**To do**
Below are records. Return each one exactly as written.

*** Opening Data shown ***

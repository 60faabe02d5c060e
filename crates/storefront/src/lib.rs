//! Reign Co storefront library.
//!
//! Cart, checkout pricing, and order lifecycle for the Reign Co candle
//! shop, exposed as a library so the CLI and the integration tests can
//! drive it without a running server.

#![cfg_attr(not(test), forbid(unsafe_code))]

pub mod config;
pub mod db;
pub mod error;
pub mod models;
pub mod pricing;
pub mod routes;
pub mod services;
pub mod state;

*** Closing Data shown ***

**Reply to the exercise**
repository 60faabe02d5c060e
filename crates/storefront/src/lib.rs
//! Reign Co storefront library.
//!
//! Cart, checkout pricing, and order lifecycle for the Reign Co candle
//! shop, exposed as a library so the CLI and the integration tests can
//! drive it without a running server.

#![cfg_attr(not(test), forbid(unsafe_code))]

pub mod config;
pub mod db;
pub mod error;
pub mod models;
pub mod pricing;
pub mod routes;
pub mod services;
pub mod state;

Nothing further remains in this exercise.